For Peter Conrad, banking was never just about numbers. It was about people, places, and the courage to start over, again and again. Over 37 years in global finance, he turned that courage into a career that took him from Zurich to Rome, Hong Kong, Monaco, and Tokyo.
At Franklin's latest Meet the Manager event, the Next in Management team together with Prof. Ana Kurtanidze, welcomed Peter Conrad, a senior private banker, who worked through some of the toughest periods in modern finance. His story began in the late 1980s, when a family crisis and a tight budget almost kept him out of the industry. A 20 minute interview changed everything. Throughout the presentation, he always returned to one simple message: say yes.
Saying yes took him far. When UBS asked him to support the profitability in Italy, a market close to breaking even, he accepted. Italy became the bank's first profitable market internationally. When they offered Hong Kong, a city where he had no connections and no language skills, he accepted again. He arrived right when China’s economy was growing fast, bringing new companies every month.

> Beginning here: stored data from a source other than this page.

// refs:
// https://android.googlesource.com/platform/frameworks/base/+/master/core/java/android/hardware/SensorManager.java
// (getRotationMatrix / getOrientation, reduced to the 3x3 case)

const G: f64 = 9.81;

use nalgebra::{Matrix3, Vector3};

#[derive(Debug, Clone, Copy, PartialEq)]
pub struct Orientation {
    pub azimuth: f64, // rotation around -z, 0 = magnetic north, rad
    pub pitch: f64,   // rotation around -x, rad
    pub roll: f64,    // rotation around y, rad
}

// Rotation from the device frame into the world frame (x east, y north, z up),
// built from a gravity and a geomagnetic field reading taken in the device
// frame. None when the readings cannot anchor a frame.
pub fn rotation_matrix(gravity: Vector3<f64>, geomagnetic: Vector3<f64>) -> Option<Matrix3<f64>> {
    if gravity.norm_squared() < 0.01 * G * G {
        // close to free fall, "down" is unknown
        return None;
    }

    let h = geomagnetic.cross(&gravity);
    let norm_h = h.norm();
    if norm_h < 0.1 {
        // field parallel to gravity: magnetic pole or junk data
        return None;
    }

    let h = h / norm_h;
    let a = gravity.normalize();
    let m = a.cross(&h);

    Some(Matrix3::new(
        h.x, h.y, h.z, //
        m.x, m.y, m.z, //
        a.x, a.y, a.z, //
    ))
}

pub fn angles(r: &Matrix3<f64>) -> Orientation {
    Orientation {
        azimuth: r[(0, 1)].atan2(r[(1, 1)]),
        pitch: (-r[(2, 1)]).asin(),
        roll: (-r[(2, 0)]).atan2(r[(2, 2)]),
    }
}

pub fn from_vectors(gravity: Vector3<f64>, geomagnetic: Vector3<f64>) -> Option<Orientation> {
    rotation_matrix(gravity, geomagnetic).map(|r| angles(&r))
}

#[cfg(test)]
mod test {
    use super::*;
    use nalgebra::vector;
    use std::f64::consts::FRAC_PI_2;

    // mid-latitude field, roughly: 22 uT towards north, 43 uT into the ground
    const FIELD_N: f64 = 22.0;
    const FIELD_D: f64 = 43.0;

    #[test]
    fn flat_facing_north() {
        // device lying flat, top of the screen towards magnetic north
        let gravity = vector![0.0, 0.0, 9.81];
        let geomagnetic = vector![0.0, FIELD_N, -FIELD_D];

        let r = rotation_matrix(gravity, geomagnetic).unwrap();
        assert!((r - Matrix3::identity()).norm() < 1e-12);

        let o = angles(&r);
        assert!(o.azimuth.abs() < 1e-12);
        assert!(o.pitch.abs() < 1e-12);
        assert!(o.roll.abs() < 1e-12);
    }

    #[test]
    fn flat_facing_east() {
        // turned 90° clockwise seen from above: north now points along -x
        let gravity = vector![0.0, 0.0, 9.81];
        let geomagnetic = vector![-FIELD_N, 0.0, -FIELD_D];

        let o = from_vectors(gravity, geomagnetic).unwrap();
        assert!((o.azimuth - FRAC_PI_2).abs() < 1e-12);
        assert!(o.pitch.abs() < 1e-12);
        assert!(o.roll.abs() < 1e-12);
    }

    #[test]
    fn flat_facing_west() {
        let gravity = vector![0.0, 0.0, 9.81];
        let geomagnetic = vector![FIELD_N, 0.0, -FIELD_D];

        let o = from_vectors(gravity, geomagnetic).unwrap();
        assert!((o.azimuth + FRAC_PI_2).abs() < 1e-12);
    }

    #[test]
    fn upright_portrait() {
        // held upright, screen towards a user who is facing north
        let gravity = vector![0.0, 9.81, 0.0];
        let geomagnetic = vector![0.0, -FIELD_D, -FIELD_N];

        let o = from_vectors(gravity, geomagnetic).unwrap();
        assert!(o.azimuth.abs() < 1e-12);
        assert!((o.pitch + FRAC_PI_2).abs() < 1e-12);
        assert!(o.roll.abs() < 1e-12);
    }

    #[test]
    fn rolled_to_the_right() {
        // lying flat, then the right edge dipped down by 30°
        let (s, c) = 30.0_f64.to_radians().sin_cos();
        let gravity = vector![-9.81 * s, 0.0, 9.81 * c];
        let geomagnetic = vector![FIELD_D * s, FIELD_N, -FIELD_D * c];

        let o = from_vectors(gravity, geomagnetic).unwrap();
        assert!(o.azimuth.abs() < 1e-9);
        assert!(o.pitch.abs() < 1e-9);
        assert!((o.roll - 30.0_f64.to_radians()).abs() < 1e-9);
    }

    #[test]
    fn free_fall_has_no_orientation() {
        let o = rotation_matrix(vector![0.0, 0.1, 0.3], vector![0.0, FIELD_N, -FIELD_D]);
        assert!(o.is_none());
    }

    #[test]
    fn parallel_vectors_have_no_orientation() {
        assert!(rotation_matrix(vector![0.0, 0.0, 9.81], vector![0.0, 0.0, -50.0]).is_none());
        assert!(rotation_matrix(vector![0.0, 0.0, 9.81], vector![0.0, 0.0, 0.0]).is_none());
    }
}
//! CLI command implementation
//!
//! Boot order: `.env`, config, flags, validation, logging, store, server.

use std::sync::Arc;

use crate::config::{AppConfig, StoreBackend, StoreConfig};
use crate::http_server::HttpServer;
use crate::observability::init_logging;
use crate::store::{HostedStore, MemoryStore, Store};

use super::args::Cli;
use super::errors::{CliError, CliResult};

/// Resolve configuration: file and environment, then flags
pub fn resolve_config(cli: &Cli) -> CliResult<AppConfig> {
    let mut config = AppConfig::load(cli.config.as_deref())?;

    if let Some(host) = &cli.host {
        config.server.host = host.clone();
    }
    if let Some(port) = cli.port {
        config.server.port = port;
    }
    if cli.memory_store {
        config.store.backend = StoreBackend::Memory;
    }

    config.validate()?;
    Ok(config)
}

/// Build the store handle the handlers will share
pub fn open_store(config: &StoreConfig) -> CliResult<Arc<dyn Store>> {
    match config.backend {
        StoreBackend::Memory => Ok(Arc::new(MemoryStore::new())),
        StoreBackend::Hosted => {
            let url = config
                .url
                .as_deref()
                .ok_or_else(|| CliError::config_error("Hosted store requires SUPABASE_URL"))?;
            let key = config
                .api_key
                .as_deref()
                .ok_or_else(|| CliError::config_error("Hosted store requires SUPABASE_KEY"))?;
            Ok(Arc::new(HostedStore::new(url, key, config.timeout())?))
        }
    }
}

/// Run the server until shutdown
pub fn run_command(cli: Cli) -> CliResult<()> {
    // A missing .env file is fine
    dotenvy::dotenv().ok();

    let config = resolve_config(&cli)?;
    init_logging(config.logging.format, config.logging.filter.as_deref())
        .map_err(|e| CliError::logging_error(e.to_string()))?;

    let store = open_store(&config.store)?;
    tracing::info!(
        store = store.name(),
        address = %config.server.socket_addr(),
        cors_origins = ?config.server.cors_origins,
        "Starting Service Dashboard API"
    );

    let runtime = tokio::runtime::Builder::new_multi_thread()
        .enable_all()
        .build()?;
    runtime.block_on(HttpServer::new(config.server, store).start())?;
    Ok(())
}

#[cfg(test)]
mod tests {
    use super::*;
    use std::io::Write;

    #[test]
    fn test_open_memory_store() {
        let config = StoreConfig {
            backend: StoreBackend::Memory,
            ..Default::default()
        };
        assert_eq!(open_store(&config).unwrap().name(), "memory");
    }

    #[test]
    fn test_open_hosted_store() {
        let config = StoreConfig {
            url: Some("https://project.supabase.co".to_string()),
            api_key: Some("anon".to_string()),
            ..Default::default()
        };
        assert_eq!(open_store(&config).unwrap().name(), "hosted");
    }

    #[test]
    fn test_open_hosted_without_url_fails() {
        assert!(open_store(&StoreConfig::default()).is_err());
    }

    #[test]
    fn test_flags_override_file() {
        let mut file = tempfile::NamedTempFile::new().unwrap();
        write!(
            file,
            r#"{{"server": {{"port": 7000}}, "store": {{"backend": "memory"}}}}"#
        )
        .unwrap();

        let cli = Cli {
            config: Some(file.path().to_path_buf()),
            host: Some("127.0.0.1".to_string()),
            port: Some(7100),
            memory_store: false,
        };
        let config = resolve_config(&cli).unwrap();

        assert_eq!(config.server.host, "127.0.0.1");
        assert_eq!(config.server.port, 7100);
        assert_eq!(config.store.backend, StoreBackend::Memory);
    }
}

Success never came without challenges. The 2008 financial crisis had a strong impact: colleagues lost their jobs, clients left in anger, and Conrad's own shares dropped from seven to one. UBS had to be rescued by the Swiss government, something he described as deeply difficult for the Swiss mindset. But rather than let the crisis define him, he used it as a reason to keep going. For Conrad, challenges are not endings but proof that nothing is permanent.
At 39, he found himself running an entire bank in Monaco, where he quickly had to figure out how to manage everything, from dealing with local authorities to calming down some very wealthy and angry clients. When the chance came to move again, he picked Tokyo over Australia. Japan had been on his mind since his first visit in 1986 with his father, and living there turned out to be everything he had hoped for. He calls it the event of his life. What stayed with him most was the mindset: the humility, the patience, the idea that you don't need to have it all to be happy.
Today, Peter Conrad is Head of Private Banking at PKB, a family-owned private bank in Lugano, where he knows every colleague by name. The environment, he says, is deeply human.
Conrad's journey is a reminder that a career is rarely straight and simple. For students thinking about their own futures, his message was clear: stay curious, accept the unexpected, and trust that the hardest moments often turn out to be the most valuable ones.
"Money comes and goes," he told the student. "Your brain will stay."